» Your instructions:
A complete answer includes every line below with the word "second".

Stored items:
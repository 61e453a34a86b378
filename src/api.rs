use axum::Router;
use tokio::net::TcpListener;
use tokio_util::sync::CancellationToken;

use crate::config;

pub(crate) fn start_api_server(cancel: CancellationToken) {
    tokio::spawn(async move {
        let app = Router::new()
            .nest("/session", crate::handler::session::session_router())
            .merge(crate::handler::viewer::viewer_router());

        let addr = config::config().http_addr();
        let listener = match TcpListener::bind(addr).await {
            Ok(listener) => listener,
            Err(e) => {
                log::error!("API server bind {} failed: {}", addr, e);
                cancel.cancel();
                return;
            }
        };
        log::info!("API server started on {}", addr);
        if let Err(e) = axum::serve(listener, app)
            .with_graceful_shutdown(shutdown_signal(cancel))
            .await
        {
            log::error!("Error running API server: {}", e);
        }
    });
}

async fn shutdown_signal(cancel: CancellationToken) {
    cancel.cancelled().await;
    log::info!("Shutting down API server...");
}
==
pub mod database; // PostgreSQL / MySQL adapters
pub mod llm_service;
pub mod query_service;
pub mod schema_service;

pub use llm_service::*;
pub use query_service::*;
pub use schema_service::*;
==
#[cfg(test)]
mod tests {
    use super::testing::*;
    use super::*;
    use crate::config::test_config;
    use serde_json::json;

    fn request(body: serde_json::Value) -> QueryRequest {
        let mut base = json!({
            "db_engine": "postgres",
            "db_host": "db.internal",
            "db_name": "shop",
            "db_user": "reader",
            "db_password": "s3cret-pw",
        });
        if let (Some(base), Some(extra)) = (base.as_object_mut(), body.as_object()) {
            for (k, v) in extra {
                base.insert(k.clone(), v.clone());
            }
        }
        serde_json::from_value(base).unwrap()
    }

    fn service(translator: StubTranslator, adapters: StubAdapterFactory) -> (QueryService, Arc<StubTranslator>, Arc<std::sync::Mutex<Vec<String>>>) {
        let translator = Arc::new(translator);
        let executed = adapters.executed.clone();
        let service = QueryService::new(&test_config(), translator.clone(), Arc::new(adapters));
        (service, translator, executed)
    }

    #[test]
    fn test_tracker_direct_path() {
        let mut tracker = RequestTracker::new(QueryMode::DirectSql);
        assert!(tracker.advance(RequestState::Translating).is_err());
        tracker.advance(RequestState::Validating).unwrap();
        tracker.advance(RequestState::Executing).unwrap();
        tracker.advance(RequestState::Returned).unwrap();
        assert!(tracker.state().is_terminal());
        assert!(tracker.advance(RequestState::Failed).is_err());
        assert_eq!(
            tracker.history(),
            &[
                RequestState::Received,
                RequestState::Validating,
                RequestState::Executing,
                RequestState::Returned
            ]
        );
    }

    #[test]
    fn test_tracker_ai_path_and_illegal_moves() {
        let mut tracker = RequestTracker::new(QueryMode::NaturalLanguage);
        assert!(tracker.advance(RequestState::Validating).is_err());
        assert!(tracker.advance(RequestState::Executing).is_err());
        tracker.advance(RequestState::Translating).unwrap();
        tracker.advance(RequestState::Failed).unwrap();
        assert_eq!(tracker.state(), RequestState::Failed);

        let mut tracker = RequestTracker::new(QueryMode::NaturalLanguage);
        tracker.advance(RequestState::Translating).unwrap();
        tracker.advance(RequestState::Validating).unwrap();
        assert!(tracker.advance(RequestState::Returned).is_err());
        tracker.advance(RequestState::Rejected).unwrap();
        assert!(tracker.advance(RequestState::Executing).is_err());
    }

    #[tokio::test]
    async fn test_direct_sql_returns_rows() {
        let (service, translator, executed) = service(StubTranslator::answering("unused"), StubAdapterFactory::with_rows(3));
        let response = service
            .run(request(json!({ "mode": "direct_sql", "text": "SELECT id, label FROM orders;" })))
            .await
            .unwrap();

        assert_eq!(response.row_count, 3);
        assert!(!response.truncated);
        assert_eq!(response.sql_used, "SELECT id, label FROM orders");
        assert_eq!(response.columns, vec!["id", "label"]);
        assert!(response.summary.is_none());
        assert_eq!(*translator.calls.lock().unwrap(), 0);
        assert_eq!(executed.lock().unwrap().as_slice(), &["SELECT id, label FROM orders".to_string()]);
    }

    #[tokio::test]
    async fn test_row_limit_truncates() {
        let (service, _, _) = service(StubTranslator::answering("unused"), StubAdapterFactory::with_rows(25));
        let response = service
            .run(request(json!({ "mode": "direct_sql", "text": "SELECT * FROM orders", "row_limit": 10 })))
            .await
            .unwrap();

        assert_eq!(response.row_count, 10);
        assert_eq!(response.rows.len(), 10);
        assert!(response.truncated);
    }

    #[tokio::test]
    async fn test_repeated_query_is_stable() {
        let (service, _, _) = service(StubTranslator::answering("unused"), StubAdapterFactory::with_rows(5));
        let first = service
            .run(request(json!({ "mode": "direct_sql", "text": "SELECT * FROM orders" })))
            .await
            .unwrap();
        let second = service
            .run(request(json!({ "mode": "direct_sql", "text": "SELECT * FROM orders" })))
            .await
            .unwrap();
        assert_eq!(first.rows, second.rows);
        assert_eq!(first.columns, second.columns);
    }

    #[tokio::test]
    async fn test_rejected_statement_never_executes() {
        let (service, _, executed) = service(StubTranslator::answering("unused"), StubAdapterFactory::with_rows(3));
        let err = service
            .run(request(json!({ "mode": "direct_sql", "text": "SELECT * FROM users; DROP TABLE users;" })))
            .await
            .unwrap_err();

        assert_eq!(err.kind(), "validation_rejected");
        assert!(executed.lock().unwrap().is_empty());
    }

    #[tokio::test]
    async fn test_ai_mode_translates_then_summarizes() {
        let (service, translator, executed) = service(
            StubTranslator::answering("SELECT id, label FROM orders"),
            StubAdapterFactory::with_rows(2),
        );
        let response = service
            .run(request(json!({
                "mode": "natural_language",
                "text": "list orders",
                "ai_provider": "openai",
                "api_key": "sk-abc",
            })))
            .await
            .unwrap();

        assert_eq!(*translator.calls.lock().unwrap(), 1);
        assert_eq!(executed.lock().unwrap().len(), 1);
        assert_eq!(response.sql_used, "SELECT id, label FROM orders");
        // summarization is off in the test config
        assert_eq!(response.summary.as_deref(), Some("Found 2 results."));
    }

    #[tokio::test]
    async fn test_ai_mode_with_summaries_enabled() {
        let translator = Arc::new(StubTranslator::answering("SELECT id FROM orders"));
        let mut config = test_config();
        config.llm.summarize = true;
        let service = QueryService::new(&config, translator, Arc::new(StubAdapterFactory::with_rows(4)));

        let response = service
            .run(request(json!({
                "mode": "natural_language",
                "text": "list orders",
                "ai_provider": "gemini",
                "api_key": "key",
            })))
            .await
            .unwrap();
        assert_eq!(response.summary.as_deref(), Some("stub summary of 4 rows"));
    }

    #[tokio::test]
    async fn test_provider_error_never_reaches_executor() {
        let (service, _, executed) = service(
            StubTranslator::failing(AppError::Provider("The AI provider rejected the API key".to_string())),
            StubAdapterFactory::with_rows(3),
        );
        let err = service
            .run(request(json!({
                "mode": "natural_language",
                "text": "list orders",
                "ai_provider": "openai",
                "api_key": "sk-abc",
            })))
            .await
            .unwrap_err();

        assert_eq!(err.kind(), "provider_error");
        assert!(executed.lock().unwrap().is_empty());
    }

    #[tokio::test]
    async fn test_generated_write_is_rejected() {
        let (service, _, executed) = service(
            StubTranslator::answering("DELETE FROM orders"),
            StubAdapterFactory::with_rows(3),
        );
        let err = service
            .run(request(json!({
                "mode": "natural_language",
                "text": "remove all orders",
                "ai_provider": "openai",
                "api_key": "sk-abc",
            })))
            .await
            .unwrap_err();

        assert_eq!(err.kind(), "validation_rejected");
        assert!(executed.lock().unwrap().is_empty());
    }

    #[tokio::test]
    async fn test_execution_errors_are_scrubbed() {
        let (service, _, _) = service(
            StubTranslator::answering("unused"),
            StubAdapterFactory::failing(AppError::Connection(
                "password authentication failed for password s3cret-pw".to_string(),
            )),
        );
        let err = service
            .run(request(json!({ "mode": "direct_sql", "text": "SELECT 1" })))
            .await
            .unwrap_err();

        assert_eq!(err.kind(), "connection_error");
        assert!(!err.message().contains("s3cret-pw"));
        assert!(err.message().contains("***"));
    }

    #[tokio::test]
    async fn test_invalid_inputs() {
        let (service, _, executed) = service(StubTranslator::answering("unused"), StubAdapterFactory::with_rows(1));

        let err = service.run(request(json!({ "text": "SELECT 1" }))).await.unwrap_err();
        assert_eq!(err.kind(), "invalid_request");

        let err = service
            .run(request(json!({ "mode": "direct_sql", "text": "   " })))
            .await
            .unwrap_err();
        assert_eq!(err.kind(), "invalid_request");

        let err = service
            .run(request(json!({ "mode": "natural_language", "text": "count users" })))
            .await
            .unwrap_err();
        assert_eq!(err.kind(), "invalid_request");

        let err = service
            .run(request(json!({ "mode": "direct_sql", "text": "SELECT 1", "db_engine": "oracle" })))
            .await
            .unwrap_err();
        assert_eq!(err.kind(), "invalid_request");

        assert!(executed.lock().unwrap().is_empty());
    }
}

» Answer to this exercise:
        let second = service
        assert_eq!(first.rows, second.rows);
        assert_eq!(first.columns, second.columns);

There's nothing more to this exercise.